At December 31, 2013, we had $124.6 million of available credit on our credit facility, without regard to the uncommitted $75.0 million accordion feature. We have historically borrowed on our credit facility in order to fund stock repurchases and acquisitions. We had sufficient cash flows from consolidated operations to service existing debt obligations, to fund capital expenditure requirements and to fund research and development expenses for new services and enhancements to existing services. Assuming no material change to these costs, which we do not anticipate, we believe that we will generate adequate operating cash flows for capital expenditures and contractual commitments and to satisfy our indebtedness and fund our liquidity needs for at least the next 12 months.
Critical Accounting Policies
“Management’s Discussion and Analysis of Financial Condition and Results of Operations” is based upon our consolidated financial statements and the notes thereto, which have been prepared in accordance with GAAP. The preparation of these financial statements requires management to make estimates and judgments that affect the reported amounts of assets and liabilities and the disclosure of contingent assets and liabilities at the date of the financial statements and the reported amounts of net revenues and expenses during the reported periods. On an ongoing basis, management evaluates its estimates and judgments, including those related to revenue recognition, allowance for uncollectible accounts, goodwill and other intangible assets, income taxes, restructuring costs and legal contingencies.
Management bases its estimates and judgments on historical experience and on various other factors that are believed to be reasonable under the circumstances, the results of which form the basis for making judgments about the carrying values of assets and liabilities that are not readily apparent from other sources. Actual results may differ from those estimates.

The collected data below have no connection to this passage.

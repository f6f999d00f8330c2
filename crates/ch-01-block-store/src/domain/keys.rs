//! Key layout.
//!
//! Every key is `{prefix}{chain_id}\0{suffix}`. Block numbers are big-endian
//! so a prefix scan returns blocks in number order.

use shared_types::ChainId;

/// Key namespaces of the store.
#[derive(Debug, Clone, Copy, PartialEq, Eq)]
pub enum KeyPrefix {
    /// `b:{chain}\0{number}` -> StoredBlock
    Block,
    /// `h:{chain}\0{hash}` -> block number
    BlockByHash,
    /// `t:{chain}\0{tx_hash}` -> DedupRecord
    Transaction,
    /// `m:{chain}\0latest` -> highest stored block number
    Metadata,
}

impl KeyPrefix {
    /// Get the byte prefix for this key type.
    pub fn as_bytes(&self) -> &'static [u8] {
        match self {
            KeyPrefix::Block => b"b:",
            KeyPrefix::BlockByHash => b"h:",
            KeyPrefix::Transaction => b"t:",
            KeyPrefix::Metadata => b"m:",
        }
    }

    /// Prefix of every key of this type for `chain`.
    pub fn chain_prefix(&self, chain: &ChainId) -> Vec<u8> {
        let mut key = self.as_bytes().to_vec();
        key.extend_from_slice(chain.as_str().as_bytes());
        key.push(0);
        key
    }

    /// Full key with the given suffix.
    pub fn key(&self, chain: &ChainId, suffix: &[u8]) -> Vec<u8> {
        let mut key = self.chain_prefix(chain);
        key.extend_from_slice(suffix);
        key
    }

    pub fn block_key(chain: &ChainId, number: u64) -> Vec<u8> {
        KeyPrefix::Block.key(chain, &number.to_be_bytes())
    }

    pub fn hash_key(chain: &ChainId, hash: &str) -> Vec<u8> {
        KeyPrefix::BlockByHash.key(chain, hash.as_bytes())
    }

    pub fn transaction_key(chain: &ChainId, tx_hash: &str) -> Vec<u8> {
        KeyPrefix::Transaction.key(chain, tx_hash.as_bytes())
    }

    pub fn latest_key(chain: &ChainId) -> Vec<u8> {
        KeyPrefix::Metadata.key(chain, b"latest")
    }
}

#[cfg(test)]
mod tests {
    use super::*;

    #[test]
    fn test_block_keys_sort_by_number() {
        let chain = ChainId::from("A");
        assert!(KeyPrefix::block_key(&chain, 2) < KeyPrefix::block_key(&chain, 256));
    }

    #[test]
    fn test_chain_prefix_is_not_shared() {
        let a = KeyPrefix::block_key(&"A".into(), 1);
        assert!(!a.starts_with(&KeyPrefix::Block.chain_prefix(&"AB".into())));
        assert!(a.starts_with(&KeyPrefix::Block.chain_prefix(&"A".into())));
    }
}
//! HTTP ledger-gateway client.
//!
//! - `GET  {base}/channels/{chain}/blocks/{number}` -> `RawBlock` JSON, 404 when not produced
//! - `POST {base}/channels/{chain}/invoke` with `InvokeBody` -> `ContractResponse` JSON

use async_trait::async_trait;
use reqwest::StatusCode;
use serde::Serialize;
use shared_types::{ChainId, ContractResponse, LedgerClient, LedgerError, RawBlock};
use std::time::Duration;

/// Body of an invoke call; byte arguments travel hex-encoded.
#[derive(Debug, Serialize)]
struct InvokeBody<'a> {
    contract: &'a str,
    function: &'a str,
    args: Vec<String>,
}

/// `LedgerClient` over a ledger gateway's REST API.
#[derive(Debug, Clone)]
pub struct GatewayLedgerClient {
    base_url: String,
    http: reqwest::Client,
}

impl GatewayLedgerClient {
    /// Client for the gateway at `base_url` with a per-request timeout.
    pub fn new(base_url: impl Into<String>, timeout: Duration) -> Result<Self, LedgerError> {
        let http = reqwest::Client::builder()
            .timeout(timeout)
            .build()
            .map_err(|e| LedgerError::Unavailable(e.to_string()))?;
        Ok(Self {
            base_url: base_url.into().trim_end_matches('/').to_string(),
            http,
        })
    }

    pub fn base_url(&self) -> &str {
        &self.base_url
    }
}

fn transport(err: reqwest::Error) -> LedgerError {
    LedgerError::Unavailable(err.to_string())
}

#[async_trait]
impl LedgerClient for GatewayLedgerClient {
    async fn query_block(&self, chain: &ChainId, number: u64) -> Result<RawBlock, LedgerError> {
        let url = format!("{}/channels/{}/blocks/{}", self.base_url, chain, number);
        let response = self.http.get(&url).send().await.map_err(transport)?;
        match response.status() {
            StatusCode::NOT_FOUND => Err(LedgerError::NotFound {
                chain: chain.clone(),
                number,
            }),
            status if status.is_success() => response
                .json::<RawBlock>()
                .await
                .map_err(|e| LedgerError::Decode(e.to_string())),
            status => Err(LedgerError::Unavailable(format!("{url}: HTTP {status}"))),
        }
    }

    async fn invoke(
        &self,
        chain: &ChainId,
        contract: &str,
        function: &str,
        args: Vec<Vec<u8>>,
    ) -> Result<ContractResponse, LedgerError> {
        let url = format!("{}/channels/{}/invoke", self.base_url, chain);
        let body = InvokeBody {
            contract,
            function,
            args: args.iter().map(hex::encode).collect(),
        };
        let response = self.http.post(&url).json(&body).send().await.map_err(transport)?;
        let status = response.status();
        if status.is_server_error() {
            return Err(LedgerError::Unavailable(format!("{url}: HTTP {status}")));
        }
        if !status.is_success() {
            let text = response.text().await.unwrap_or_default();
            return Err(LedgerError::InvocationFailed(format!("HTTP {status}: {text}")));
        }
        response
            .json::<ContractResponse>()
            .await
            .map_err(|e| LedgerError::Decode(e.to_string()))
    }
}

#[cfg(test)]
mod tests {
    use super::*;
    use axum::extract::Path;
    use axum::http::StatusCode as AxumStatus;
    use axum::routing::{get, post};
    use axum::{Json, Router};

    async fn block(Path((_chain, number)): Path<(String, u64)>) -> Result<Json<RawBlock>, AxumStatus> {
        if number > 2 {
            return Err(AxumStatus::NOT_FOUND);
        }
        Ok(Json(RawBlock {
            number,
            hash: format!("h{number}"),
            ..Default::default()
        }))
    }

    async fn invoke(Json(body): Json<serde_json::Value>) -> Result<Json<ContractResponse>, AxumStatus> {
        if body["contract"] == "locked" {
            return Err(AxumStatus::BAD_REQUEST);
        }
        let first = body["args"][0].as_str().unwrap_or_default().to_string();
        Ok(Json(ContractResponse::ok(first.into_bytes())))
    }

    async fn serve() -> String {
        let app = Router::new()
            .route("/channels/:chain/blocks/:number", get(block))
            .route("/channels/:chain/invoke", post(invoke));
        let listener = tokio::net::TcpListener::bind("127.0.0.1:0").await.unwrap();
        let addr = listener.local_addr().unwrap();
        tokio::spawn(async move {
            axum::serve(listener, app).await.unwrap();
        });
        format!("http://{addr}/")
    }

    #[tokio::test]
    async fn test_query_block_and_not_found() {
        let client = GatewayLedgerClient::new(serve().await, Duration::from_secs(5)).unwrap();
        let chain = ChainId::from("A");

        let block = client.query_block(&chain, 2).await.unwrap();
        assert_eq!(block.hash, "h2");
        assert!(client.query_block(&chain, 3).await.unwrap_err().is_not_found());
    }

    #[tokio::test]
    async fn test_invoke_hex_args_and_rejection() {
        let client = GatewayLedgerClient::new(serve().await, Duration::from_secs(5)).unwrap();
        let chain = ChainId::from("A");

        let response = client
            .invoke(&chain, "proxy", "NoTransactionCall", vec![vec![0xab, 0xcd]])
            .await
            .unwrap();
        assert_eq!(response.payload, b"abcd".to_vec());

        let err = client.invoke(&chain, "locked", "X", vec![]).await.unwrap_err();
        assert!(matches!(err, LedgerError::InvocationFailed(_)));
    }

    #[tokio::test]
    async fn test_unreachable_gateway_is_unavailable() {
        let client = GatewayLedgerClient::new("http://127.0.0.1:9", Duration::from_millis(200)).unwrap();
        assert!(matches!(
            client.query_block(&"A".into(), 1).await,
            Err(LedgerError::Unavailable(_))
        ));
    }
}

We have identified the policies below as critical to our business and the understanding of our results of operations. For a detailed discussion on the application of these and other accounting policies, see Note 2 to our consolidated financial statements.
Revenue Recognition
We recognize revenues when persuasive evidence of an arrangement exists, services have been rendered, the price to the buyer is fixed or determinable and collectability is reasonably assured. Revenues from continuing operations consist primarily of usage fees generally based on per minute, and prior to our discontinued reclassifications, per fax page or per transaction methods. To a lesser extent, we charge subscription-based and license fees and have fixed-period minimum revenue commitments related to our SaaS-based collaboration products. These subscription-based fees are considered service arrangements per the authoritative guidance; accordingly, fees related to subscription agreements are recognized ratably over the contract term, which is typically 12 to 24 months. We also include per minute usage fees generated through the use of our SaaS-based collaboration products in our presentation and discussion of SaaS revenues. These usage fees, which are generated if a customer elects to use either minutes in excess of the contractual amount or of a type not included in the arrangement, are recognized as incurred by the customer, consistent with our other per minute usage fees. In addition, SaaS revenues may also include set-up fees, which are recognized ratably over the contract term or the expected customer life, whichever is longer. Unbilled revenue consists of earned but unbilled revenue that results from non-calendar month billing cycles and the one-month lag time in billing related to certain of our services. Deferred revenue consists of payments made by customers in advance of the time services are rendered. Incremental direct costs incurred related to deferred revenue are deferred over the life of the contract and are recorded in “Prepaid expenses and other current assets” in our consolidated balance sheets. Should changes in conditions cause management to determine these criteria are not met for certain future transactions, revenue recognized for any reporting period could be adversely affected.
.
37
Allowance for Uncollectible Accounts Receivable
Prior to the recognition of revenue, we make a decision that collectability is reasonably assured. In estimating uncollectible amounts, management considers factors such as historical and anticipated customer payment performance and industry-specific economic conditions. Significant management judgment and estimates must be made and used in connection with establishing the allowance for uncollectible accounts receivable in any accounting period. The accounts receivable balance was $78.5 million and $75.1 million, net of allowance for uncollectible accounts receivable of $0.8 million and $0.8 million, as of December 31, 2013 and 2012, respectively. If the financial condition of our customers were to deteriorate, resulting in impairment to their ability to make payments, additional allowances may be required.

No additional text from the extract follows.